▸ YOUR ASSIGNMENT
Copy out each line featuring the string "IngestionPipeline" from the entries beneath.

▸ RECORDED DATA
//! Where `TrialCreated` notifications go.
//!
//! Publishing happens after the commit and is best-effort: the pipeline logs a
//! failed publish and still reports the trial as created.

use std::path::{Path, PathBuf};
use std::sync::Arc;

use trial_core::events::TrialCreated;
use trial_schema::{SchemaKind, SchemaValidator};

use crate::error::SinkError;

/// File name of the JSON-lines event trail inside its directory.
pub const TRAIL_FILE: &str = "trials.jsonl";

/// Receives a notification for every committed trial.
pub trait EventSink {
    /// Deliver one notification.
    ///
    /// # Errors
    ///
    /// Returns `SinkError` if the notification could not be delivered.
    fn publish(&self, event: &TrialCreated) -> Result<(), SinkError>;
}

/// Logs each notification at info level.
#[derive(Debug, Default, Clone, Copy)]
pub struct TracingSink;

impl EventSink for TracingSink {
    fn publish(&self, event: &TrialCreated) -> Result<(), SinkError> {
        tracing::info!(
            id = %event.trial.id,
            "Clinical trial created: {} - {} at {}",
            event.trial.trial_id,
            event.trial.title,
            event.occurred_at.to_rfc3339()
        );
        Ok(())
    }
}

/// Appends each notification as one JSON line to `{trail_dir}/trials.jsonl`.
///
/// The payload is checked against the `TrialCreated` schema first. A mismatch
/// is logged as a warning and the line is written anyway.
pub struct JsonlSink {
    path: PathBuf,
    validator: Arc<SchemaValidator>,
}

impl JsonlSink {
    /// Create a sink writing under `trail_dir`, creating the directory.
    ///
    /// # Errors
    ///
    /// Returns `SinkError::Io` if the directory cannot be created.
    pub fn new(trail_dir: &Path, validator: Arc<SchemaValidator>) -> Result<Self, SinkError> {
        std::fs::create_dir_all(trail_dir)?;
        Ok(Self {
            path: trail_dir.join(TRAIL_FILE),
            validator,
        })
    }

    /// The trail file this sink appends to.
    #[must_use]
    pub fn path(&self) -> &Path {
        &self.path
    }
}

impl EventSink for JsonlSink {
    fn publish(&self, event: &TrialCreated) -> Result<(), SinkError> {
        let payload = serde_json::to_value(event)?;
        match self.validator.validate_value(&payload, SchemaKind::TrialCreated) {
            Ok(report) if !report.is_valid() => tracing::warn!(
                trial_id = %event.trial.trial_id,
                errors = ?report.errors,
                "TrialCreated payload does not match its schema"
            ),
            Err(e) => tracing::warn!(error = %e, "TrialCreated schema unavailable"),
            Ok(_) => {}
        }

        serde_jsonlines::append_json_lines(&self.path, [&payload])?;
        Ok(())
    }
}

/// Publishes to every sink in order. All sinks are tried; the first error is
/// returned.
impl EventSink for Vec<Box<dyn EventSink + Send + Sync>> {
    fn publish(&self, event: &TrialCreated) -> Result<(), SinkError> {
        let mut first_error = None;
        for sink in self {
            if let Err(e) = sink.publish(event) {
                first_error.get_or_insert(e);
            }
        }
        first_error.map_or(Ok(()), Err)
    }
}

* * *

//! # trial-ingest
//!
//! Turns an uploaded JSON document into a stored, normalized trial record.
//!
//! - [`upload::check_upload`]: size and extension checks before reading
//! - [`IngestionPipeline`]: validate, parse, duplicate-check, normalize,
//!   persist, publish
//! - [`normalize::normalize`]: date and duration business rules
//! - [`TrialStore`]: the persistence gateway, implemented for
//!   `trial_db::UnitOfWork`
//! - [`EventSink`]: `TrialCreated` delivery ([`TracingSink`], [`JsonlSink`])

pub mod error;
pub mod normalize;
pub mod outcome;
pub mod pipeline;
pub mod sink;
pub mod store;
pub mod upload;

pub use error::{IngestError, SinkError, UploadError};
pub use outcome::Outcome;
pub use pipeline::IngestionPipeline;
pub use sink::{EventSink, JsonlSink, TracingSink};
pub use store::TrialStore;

▸ SOLUTION FOR THIS EXERCISE
//! - [`IngestionPipeline`]: validate, parse, duplicate-check, normalize,
pub use pipeline::IngestionPipeline;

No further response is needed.